Adam Smith, en cambio, en las ciencias políticas, supo aprovechar los avances logrados por sus predecesores y engarzarlos en un sistema coherente. El sistema librecambista, creado por él, fue un sistema capaz de sustituir plenamente, al sistema mercantilista.

Durante ciento cincuenta años, desde la aparición de La riqueza de las naciones, en 1776, hasta la primera guerra mundial, en 1914, el mundo andaría una de sus etapas más felices bajo los auspicios de las sencillas directrices trazadas por aquel modesto profesor escocés. El valor de la obra de Adam Smith para la economía ha sido comparado al de la de Locke para el pensamiento filosófico, porque representa la primera sistematización de la ciencia económica. Como no podía menos de suceder, dados sus precedentes, su punto de partida es el concepto de la riqueza.

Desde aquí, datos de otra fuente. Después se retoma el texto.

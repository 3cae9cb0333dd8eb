//! Face alignment via a 4-DOF similarity transform.
//!
//! Maps five detected landmarks onto canonical positions and warps the RGB
//! frame into a square chip for descriptor extraction.

use image::{Rgb, RgbImage};

/// Canonical landmark positions for a 112×112 chip. Scaled for other sizes.
const CANONICAL_LANDMARKS_112: [(f32, f32); 5] = [
    (38.2946, 51.6963), // left eye
    (73.5318, 51.5014), // right eye
    (56.0252, 71.7366), // nose
    (41.5493, 92.3655), // left mouth
    (70.7299, 92.2041), // right mouth
];

/// Canonical landmark positions scaled to a `size`×`size` chip.
pub fn reference_landmarks(size: u32) -> [(f32, f32); 5] {
    let s = size as f32 / 112.0;
    CANONICAL_LANDMARKS_112.map(|(x, y)| (x * s, y * s))
}

/// Similarity transform `dst = [[a, -b], [b, a]] * src + [tx, ty]`.
#[derive(Debug, Clone, Copy, PartialEq)]
pub struct Similarity {
    pub a: f32,
    pub b: f32,
    pub tx: f32,
    pub ty: f32,
}

impl Similarity {
    const IDENTITY: Similarity = Similarity { a: 1.0, b: 0.0, tx: 0.0, ty: 0.0 };

    /// Least-squares estimate of the transform taking `src` onto `dst`.
    ///
    /// Each point pair contributes two rows to an overdetermined system in
    /// `[a, b, tx, ty]`, solved through its 4×4 normal equations.
    pub fn estimate(src: &[(f32, f32); 5], dst: &[(f32, f32); 5]) -> Self {
        let mut normal = [[0.0f32; 5]; 4];

        for (&(sx, sy), &(dx, dy)) in src.iter().zip(dst.iter()) {
            let rows = [([sx, -sy, 1.0, 0.0], dx), ([sy, sx, 0.0, 1.0], dy)];
            for (row, rhs) in rows {
                for j in 0..4 {
                    for k in 0..4 {
                        normal[j][k] += row[j] * row[k];
                    }
                    normal[j][4] += row[j] * rhs;
                }
            }
        }

        match solve(normal) {
            Some([a, b, tx, ty]) => Self { a, b, tx, ty },
            None => Self::IDENTITY,
        }
    }

    /// Map a point from output (chip) space back into frame space.
    fn invert_point(&self, x: f32, y: f32) -> Option<(f32, f32)> {
        let det = self.a * self.a + self.b * self.b;
        if det < 1e-12 {
            return None;
        }
        let dx = x - self.tx;
        let dy = y - self.ty;
        Some(((self.a * dx + self.b * dy) / det, (self.a * dy - self.b * dx) / det))
    }
}

/// Gaussian elimination with partial pivoting on an augmented 4×5 matrix.
#[allow(clippy::needless_range_loop)]
fn solve(mut m: [[f32; 5]; 4]) -> Option<[f32; 4]> {
    for col in 0..4 {
        let pivot_row = (col..4)
            .max_by(|&i, &j| m[i][col].abs().total_cmp(&m[j][col].abs()))
            .unwrap_or(col);
        m.swap(col, pivot_row);

        let pivot = m[col][col];
        if pivot.abs() < 1e-6 {
            return None;
        }
        for row in (col + 1)..4 {
            let factor = m[row][col] / pivot;
            for j in col..5 {
                m[row][j] -= factor * m[col][j];
            }
        }
    }

    let mut x = [0.0f32; 4];
    for i in (0..4).rev() {
        let tail: f32 = ((i + 1)..4).map(|j| m[i][j] * x[j]).sum();
        x[i] = (m[i][4] - tail) / m[i][i];
    }
    Some(x)
}

/// Bilinear sample of one pixel; outside the frame reads as black.
fn sample(frame: &RgbImage, x: f32, y: f32) -> Rgb<u8> {
    let x0 = x.floor() as i64;
    let y0 = y.floor() as i64;
    let fx = x - x0 as f32;
    let fy = y - y0 as f32;

    let at = |px: i64, py: i64| -> [f32; 3] {
        if px >= 0 && py >= 0 && (px as u32) < frame.width() && (py as u32) < frame.height() {
            let p = frame.get_pixel(px as u32, py as u32).0;
            [p[0] as f32, p[1] as f32, p[2] as f32]
        } else {
            [0.0; 3]
        }
    };

    let (tl, tr, bl, br) = (at(x0, y0), at(x0 + 1, y0), at(x0, y0 + 1), at(x0 + 1, y0 + 1));
    let mut out = [0u8; 3];
    for c in 0..3 {
        let top = tl[c] * (1.0 - fx) + tr[c] * fx;
        let bottom = bl[c] * (1.0 - fx) + br[c] * fx;
        out[c] = (top * (1.0 - fy) + bottom * fy).round().clamp(0.0, 255.0) as u8;
    }
    Rgb(out)
}

/// Warp `frame` through `transform` into a `size`×`size` chip.
pub fn warp(frame: &RgbImage, transform: &Similarity, size: u32) -> RgbImage {
    RgbImage::from_fn(size, size, |ox, oy| {
        match transform.invert_point(ox as f32, oy as f32) {
            Some((sx, sy)) => sample(frame, sx, sy),
            None => Rgb([0, 0, 0]),
        }
    })
}

/// Align a detected face to a canonical `size`×`size` chip.
pub fn align_face(frame: &RgbImage, landmarks: &[(f32, f32); 5], size: u32) -> RgbImage {
    let transform = Similarity::estimate(landmarks, &reference_landmarks(size));
    warp(frame, &transform, size)
}

#[cfg(test)]
mod tests {
    use super::*;

    #[test]
    fn test_identity_estimate() {
        let pts = reference_landmarks(150);
        let t = Similarity::estimate(&pts, &pts);
        assert!((t.a - 1.0).abs() < 1e-3, "a = {}", t.a);
        assert!(t.b.abs() < 1e-3, "b = {}", t.b);
        assert!(t.tx.abs() < 1e-2, "tx = {}", t.tx);
        assert!(t.ty.abs() < 1e-2, "ty = {}", t.ty);
    }

    #[test]
    fn test_half_scale_estimate() {
        let dst = reference_landmarks(112);
        let src = dst.map(|(x, y)| (x * 2.0, y * 2.0));
        let t = Similarity::estimate(&src, &dst);
        assert!((t.a - 0.5).abs() < 0.01, "a = {}", t.a);
        assert!(t.b.abs() < 0.01, "b = {}", t.b);
    }

    #[test]
    fn test_degenerate_landmarks_fall_back_to_identity() {
        let src = [(10.0, 10.0); 5];
        let t = Similarity::estimate(&src, &reference_landmarks(150));
        // every source point identical: the system is singular
        assert_eq!(t, Similarity::IDENTITY);
    }

    #[test]
    fn test_reference_landmarks_scale() {
        let r = reference_landmarks(224);
        assert!((r[0].0 - 38.2946 * 2.0).abs() < 1e-3);
        assert!((r[4].1 - 92.2041 * 2.0).abs() < 1e-3);
    }

    #[test]
    fn test_align_output_size() {
        let frame = RgbImage::from_pixel(640, 480, Rgb([90, 120, 200]));
        let chip = align_face(&frame, &reference_landmarks(150), 150);
        assert_eq!(chip.dimensions(), (150, 150));
        // interior of a uniform frame stays uniform
        assert_eq!(chip.get_pixel(75, 75).0, [90, 120, 200]);
    }

    #[test]
    fn test_landmark_lands_on_reference() {
        let mut frame = RgbImage::new(200, 200);
        let src: [(f32, f32); 5] = [
            (80.0, 60.0),
            (120.0, 60.0),
            (100.0, 85.0),
            (85.0, 110.0),
            (115.0, 110.0),
        ];

        // bright 5x5 patch on the left eye
        for y in 58..63 {
            for x in 78..83 {
                frame.put_pixel(x, y, Rgb([255, 255, 255]));
            }
        }

        let chip = align_face(&frame, &src, 112);
        let (rx, ry) = reference_landmarks(112)[0];
        let (rx, ry) = (rx.round() as u32, ry.round() as u32);

        let brightest = (ry - 1..=ry + 1)
            .flat_map(|y| (rx - 1..=rx + 1).map(move |x| (x, y)))
            .map(|(x, y)| chip.get_pixel(x, y).0[0])
            .max()
            .unwrap_or(0);
        assert!(brightest > 100, "expected bright patch near ({rx}, {ry}), max={brightest}");
    }
}
use chrono::{DateTime, Utc};
use serde::{Deserialize, Serialize};

/// Number of values in a face descriptor produced by the recognition model.
pub const DESCRIPTOR_LEN: usize = 128;

/// Bounding box for a detected face, with optional facial landmarks.
#[derive(Debug, Clone, Serialize, Deserialize)]
pub struct BoundingBox {
    pub x: f32,
    pub y: f32,
    pub width: f32,
    pub height: f32,
    pub confidence: f32,
    /// Five-point facial landmarks: [left_eye, right_eye, nose, left_mouth, right_mouth].
    pub landmarks: Option<[(f32, f32); 5]>,
}

impl BoundingBox {
    pub fn area(&self) -> f32 {
        self.width.max(0.0) * self.height.max(0.0)
    }

    /// Intersection-over-Union with another box, 0.0 when the union is empty.
    pub fn iou(&self, other: &BoundingBox) -> f32 {
        let left = self.x.max(other.x);
        let top = self.y.max(other.y);
        let right = (self.x + self.width).min(other.x + other.width);
        let bottom = (self.y + self.height).min(other.y + other.height);

        let overlap = (right - left).max(0.0) * (bottom - top).max(0.0);
        let union = self.area() + other.area() - overlap;

        if union > 0.0 {
            overlap / union
        } else {
            0.0
        }
    }
}

/// Numeric face descriptor. Serialized as a plain array of numbers.
#[derive(Debug, Clone, PartialEq, Serialize, Deserialize)]
#[serde(transparent)]
pub struct Descriptor {
    pub values: Vec<f32>,
}

impl Descriptor {
    pub fn new(values: Vec<f32>) -> Self {
        Self { values }
    }

    pub fn len(&self) -> usize {
        self.values.len()
    }

    pub fn is_empty(&self) -> bool {
        self.values.is_empty()
    }

    /// True when every value is a finite number. JSON cannot carry NaN or infinity.
    pub fn is_finite(&self) -> bool {
        self.values.iter().all(|v| v.is_finite())
    }

    /// Euclidean (L2) distance between two descriptors of equal length.
    pub fn euclidean_distance(&self, other: &Descriptor) -> f32 {
        self.values
            .iter()
            .zip(other.values.iter())
            .map(|(a, b)| (a - b).powi(2))
            .sum::<f32>()
            .sqrt()
    }
}

impl From<Vec<f32>> for Descriptor {
    fn from(values: Vec<f32>) -> Self {
        Self::new(values)
    }
}

/// A single analyzed face: where it is and what it looks like.
#[derive(Debug, Clone)]
pub struct FaceDetection {
    pub bbox: BoundingBox,
    pub descriptor: Descriptor,
}

/// An enrolled face. Never mutated once stored.
///
/// The on-disk field names (`name`, millisecond `timestamp`) are kept stable
/// so existing collections keep loading.
#[derive(Debug, Clone, PartialEq, Serialize, Deserialize)]
pub struct FaceRecord {
    pub descriptor: Descriptor,
    #[serde(rename = "name")]
    pub label: String,
    #[serde(with = "chrono::serde::ts_milliseconds")]
    pub timestamp: DateTime<Utc>,
}

impl FaceRecord {
    /// Create a record stamped with the current time.
    pub fn new(label: impl Into<String>, descriptor: Descriptor) -> Self {
        Self {
            descriptor,
            label: label.into(),
            timestamp: Utc::now(),
        }
    }
}

#[cfg(test)]
mod tests {
    use super::*;

    fn bbox(x: f32, y: f32, w: f32, h: f32) -> BoundingBox {
        BoundingBox { x, y, width: w, height: h, confidence: 1.0, landmarks: None }
    }

    #[test]
    fn test_distance_to_self_is_zero() {
        let d = Descriptor::new(vec![0.1, -0.4, 0.25, 0.9]);
        assert_eq!(d.euclidean_distance(&d), 0.0);
    }

    #[test]
    fn test_distance_three_four_five() {
        let a = Descriptor::new(vec![0.0, 0.0]);
        let b = Descriptor::new(vec![3.0, 4.0]);
        assert!((a.euclidean_distance(&b) - 5.0).abs() < 1e-6);
        assert!((b.euclidean_distance(&a) - 5.0).abs() < 1e-6);
    }

    #[test]
    fn test_non_finite_descriptor() {
        assert!(Descriptor::new(vec![0.1, -2.0]).is_finite());
        assert!(!Descriptor::new(vec![0.1, f32::NAN]).is_finite());
        assert!(!Descriptor::new(vec![f32::NEG_INFINITY, 0.0]).is_finite());
    }

    #[test]
    fn test_iou_identical() {
        let a = bbox(0.0, 0.0, 100.0, 100.0);
        assert!((a.iou(&a) - 1.0).abs() < 1e-6);
    }

    #[test]
    fn test_iou_disjoint() {
        let a = bbox(0.0, 0.0, 10.0, 10.0);
        let b = bbox(20.0, 20.0, 10.0, 10.0);
        assert_eq!(a.iou(&b), 0.0);
    }

    #[test]
    fn test_iou_half_shifted() {
        let a = bbox(0.0, 0.0, 10.0, 10.0);
        let b = bbox(5.0, 0.0, 10.0, 10.0);
        // 50 shared over a union of 150
        assert!((a.iou(&b) - 50.0 / 150.0).abs() < 1e-6);
    }

    #[test]
    fn test_iou_degenerate_boxes() {
        let a = bbox(0.0, 0.0, 0.0, 0.0);
        assert_eq!(a.iou(&a), 0.0);
    }

    #[test]
    fn test_record_json_shape() {
        let record = FaceRecord {
            descriptor: Descriptor::new(vec![0.5, -0.25]),
            label: "Ana".into(),
            timestamp: DateTime::from_timestamp_millis(1_700_000_000_123).unwrap(),
        };
        let json = serde_json::to_value(&record).unwrap();
        assert_eq!(
            json,
            serde_json::json!({
                "descriptor": [0.5, -0.25],
                "name": "Ana",
                "timestamp": 1_700_000_000_123i64,
            })
        );

        let back: FaceRecord = serde_json::from_value(json).unwrap();
        assert_eq!(back, record);
    }
}
//! SCRFD face detector via ONNX Runtime.
//!
//! Letterboxes an RGB frame into the square model input, decodes the three
//! anchor-free stride levels into boxes and five-point landmarks, then applies
//! non-maximum suppression.

use crate::types::BoundingBox;
use image::imageops::{self, FilterType};
use image::RgbImage;
use ndarray::Array4;
use ort::session::Session;
use ort::value::TensorRef;
use std::path::Path;
use thiserror::Error;

const SCRFD_MEAN: f32 = 127.5;
const SCRFD_STD: f32 = 128.0;
const SCRFD_STRIDES: [usize; 3] = [8, 16, 32];
const SCRFD_ANCHORS_PER_CELL: usize = 2;

#[derive(Error, Debug)]
pub enum DetectorError {
    #[error("detector model not found: {0}")]
    ModelNotFound(String),
    #[error("inference failed: {0}")]
    InferenceFailed(String),
    #[error("ort: {0}")]
    Ort(#[from] ort::Error),
}

/// Tunables for detection.
#[derive(Debug, Clone, Copy)]
pub struct DetectorOptions {
    /// Side of the square model input. Must be a multiple of 32.
    pub input_size: usize,
    /// Candidates scoring at or below this are dropped.
    pub score_threshold: f32,
    /// Overlap above which the weaker of two boxes is suppressed.
    pub nms_threshold: f32,
}

impl Default for DetectorOptions {
    fn default() -> Self {
        Self {
            input_size: 640,
            score_threshold: 0.5,
            nms_threshold: 0.4,
        }
    }
}

/// How the frame was placed inside the model input.
#[derive(Debug, Clone, Copy)]
struct Letterbox {
    scale: f32,
    pad_x: f32,
    pad_y: f32,
}

impl Letterbox {
    fn fit(width: u32, height: u32, input_size: usize) -> (Self, u32, u32) {
        let side = input_size as f32;
        let scale = (side / width as f32).min(side / height as f32);
        let new_w = ((width as f32 * scale).round() as u32).clamp(1, input_size as u32);
        let new_h = ((height as f32 * scale).round() as u32).clamp(1, input_size as u32);
        let letterbox = Self {
            scale,
            pad_x: ((input_size as u32 - new_w) / 2) as f32,
            pad_y: ((input_size as u32 - new_h) / 2) as f32,
        };
        (letterbox, new_w, new_h)
    }

    /// Map a point from model-input space back to frame space.
    fn to_frame(&self, x: f32, y: f32) -> (f32, f32) {
        ((x - self.pad_x) / self.scale, (y - self.pad_y) / self.scale)
    }
}

/// Output tensor indices for one stride: (score, bbox, kps).
type StrideSlots = (usize, usize, usize);

/// Raw outputs of one stride level.
struct StrideOutputs<'a> {
    stride: usize,
    scores: &'a [f32],
    bboxes: &'a [f32],
    kps: &'a [f32],
}

/// SCRFD-based face detector.
pub struct FaceDetector {
    session: Session,
    options: DetectorOptions,
    /// Output slots for strides [8, 16, 32], discovered at load time.
    slots: [StrideSlots; 3],
}

impl FaceDetector {
    /// Load the SCRFD ONNX model from the given path.
    pub fn load(model_path: &Path, options: DetectorOptions) -> Result<Self, DetectorError> {
        if !model_path.exists() {
            return Err(DetectorError::ModelNotFound(model_path.display().to_string()));
        }

        let session = Session::builder()?
            .with_intra_threads(2)?
            .commit_from_file(model_path)?;

        let output_names: Vec<String> =
            session.outputs().iter().map(|o| o.name().to_string()).collect();
        if output_names.len() < 9 {
            return Err(DetectorError::InferenceFailed(format!(
                "SCRFD needs 9 outputs (score/bbox/kps for 3 strides), model has {}",
                output_names.len()
            )));
        }

        let slots = output_slots(&output_names);
        tracing::info!(
            path = %model_path.display(),
            input_size = options.input_size,
            ?slots,
            "loaded SCRFD model"
        );

        Ok(Self { session, options, slots })
    }

    /// Detect faces in an RGB frame, strongest first.
    pub fn detect(&mut self, frame: &RgbImage) -> Result<Vec<BoundingBox>, DetectorError> {
        let (input, letterbox) = preprocess(frame, self.options.input_size);
        let outputs = self.session.run(ort::inputs![TensorRef::from_array_view(input.view())?])?;

        let mut candidates = Vec::new();
        for (&stride, &(score_idx, bbox_idx, kps_idx)) in SCRFD_STRIDES.iter().zip(self.slots.iter()) {
            let extract = |idx: usize, what: &str| {
                outputs[idx]
                    .try_extract_tensor::<f32>()
                    .map(|(_, data)| data)
                    .map_err(|e| DetectorError::InferenceFailed(format!("{what} stride {stride}: {e}")))
            };

            let level = StrideOutputs {
                stride,
                scores: extract(score_idx, "scores")?,
                bboxes: extract(bbox_idx, "bboxes")?,
                kps: extract(kps_idx, "landmarks")?,
            };
            candidates.extend(level.decode(self.options.input_size, &letterbox, self.options.score_threshold));
        }

        let faces = nms(candidates, self.options.nms_threshold);
        tracing::debug!(faces = faces.len(), "SCRFD detection done");
        Ok(faces)
    }
}

/// Letterbox the frame into an NCHW tensor normalized for SCRFD.
fn preprocess(frame: &RgbImage, input_size: usize) -> (Array4<f32>, Letterbox) {
    let (letterbox, new_w, new_h) = Letterbox::fit(frame.width(), frame.height(), input_size);
    let resized = imageops::resize(frame, new_w, new_h, FilterType::Triangle);

    // Padding normalizes to 0.0
    let mut tensor = Array4::<f32>::zeros((1, 3, input_size, input_size));
    let (ox, oy) = (letterbox.pad_x as usize, letterbox.pad_y as usize);
    for (x, y, pixel) in resized.enumerate_pixels() {
        for c in 0..3 {
            tensor[[0, c, oy + y as usize, ox + x as usize]] = (pixel.0[c] as f32 - SCRFD_MEAN) / SCRFD_STD;
        }
    }

    (tensor, letterbox)
}

/// Map output names to stride slots.
///
/// Exports either name tensors `score_8`, `bbox_16`, `kps_32`, ... or use
/// opaque numeric names in the standard order: scores, then bboxes, then kps.
fn output_slots(names: &[String]) -> [StrideSlots; 3] {
    let find = |prefix: &str, stride: usize| {
        let wanted = format!("{prefix}_{stride}");
        names.iter().position(|n| *n == wanted)
    };

    let named: Option<Vec<StrideSlots>> = SCRFD_STRIDES
        .iter()
        .map(|&s| Some((find("score", s)?, find("bbox", s)?, find("kps", s)?)))
        .collect();

    match named {
        Some(slots) => [slots[0], slots[1], slots[2]],
        None => {
            tracing::debug!(?names, "SCRFD output names not recognized, using positional order");
            [(0, 3, 6), (1, 4, 7), (2, 5, 8)]
        }
    }
}

impl StrideOutputs<'_> {
    fn decode(&self, input_size: usize, letterbox: &Letterbox, threshold: f32) -> Vec<BoundingBox> {
        let cells_per_row = input_size / self.stride;
        let anchors = cells_per_row * cells_per_row * SCRFD_ANCHORS_PER_CELL;
        let step = self.stride as f32;

        (0..anchors.min(self.scores.len()))
            .filter(|&i| self.scores[i] > threshold)
            .filter_map(|i| {
                let cell = i / SCRFD_ANCHORS_PER_CELL;
                let cx = (cell % cells_per_row) as f32 * step;
                let cy = (cell / cells_per_row) as f32 * step;

                let d = self.bboxes.get(i * 4..i * 4 + 4)?;
                let (x1, y1) = letterbox.to_frame(cx - d[0] * step, cy - d[1] * step);
                let (x2, y2) = letterbox.to_frame(cx + d[2] * step, cy + d[3] * step);

                let landmarks = self.kps.get(i * 10..i * 10 + 10).map(|k| {
                    std::array::from_fn(|p| letterbox.to_frame(cx + k[p * 2] * step, cy + k[p * 2 + 1] * step))
                });

                Some(BoundingBox {
                    x: x1,
                    y: y1,
                    width: x2 - x1,
                    height: y2 - y1,
                    confidence: self.scores[i],
                    landmarks,
                })
            })
            .collect()
    }
}

/// Greedy non-maximum suppression; result is sorted by confidence, highest first.
fn nms(mut candidates: Vec<BoundingBox>, iou_threshold: f32) -> Vec<BoundingBox> {
    candidates.sort_by(|a, b| b.confidence.total_cmp(&a.confidence));

    let mut kept: Vec<BoundingBox> = Vec::new();
    for candidate in candidates {
        if kept.iter().all(|k| k.iou(&candidate) <= iou_threshold) {
            kept.push(candidate);
        }
    }
    kept
}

En oposición a la escuela francesa de Quesnay, Smith enseñó que el trabajo es su única fuente, y que el deseo de aumentar nuestras fortunas y prosperar -un deseo congénito a la naturaleza humana- es el origen de toda riqueza, ahorrada y acumulada.
Precisó que el trabajo es tan productivo de riquezas cuando se emplea en la industria y el comercio como en el cultivo de la tierra. Trazó los diversos medios por los cuales la labor puede hacerse más efectiva, mediante el análisis de la división del trabajo y el empleo de la riqueza acumulada, es decir, del capital, en las empresas. Y predicó que constituye siempre la mejor norma de política económica dejar desenvolverse a la iniciativa individual. Deshizo el error de la incompatibilidad de intereses económicos entre los diversos países y aclaró que todos podían participar en el deseo de un mayor bienestar para sus súbditos. Una serie de principios, en suma, que hoy nos parecen ingenuos de tan elementales como son; es el mejor elogio que se les puede tributar. Piénsese tan sólo en la confusión imperante antes de Adam Smith y en el progreso alcanzado por las naciones más avanzadas a partir de su obra.

El autor sobrevivió quince años al éxito de su teoría. Fueron años de triunfo en los que el libro fue traducido a los principales idiomas europeos, Smith era llamado a consulta por la mismísima Cámara de los Comunes y la nueva doctrina fue aceptada por un público cada vez más amplio. Sin embargo, su éxito debió atravesar una dolorosa contrapartida, porque al poco tiempo, experimentó la dolorosa pérdida de su gran amigo David Hume. Y, todavía más su éxito se vio ensombrecida por el innoble ataque del obispo de Norwich, porque tuvo la osadía de enaltecer la memoria del filósofo fallecido que toda su vida fue un completo heterodoxo en materia religiosa.

Adam Smith residió en Londres hasta 1778, en que, por indicación de su antiguo pupilo el duque de Buccieugh, fue honrado con el cargo de comisario general de las Aduanas escocesas. Como consecuencia de este nuevo destino, pasó a Edimburgo en compañía de su madre y una prima, que se encargaba de la administración familiar.

En 1787 la Universidad de Glasgow le ofreció el rectorado, función que su delicado estado de salud no le permitió desempeñar por mucho tiempo. Diremos, por último, que muertas su madre y su prima, no quedó ni solo ni desamparado para soportar su última enfermedad, pues estos cuidados los asumieron sus muchos amigos.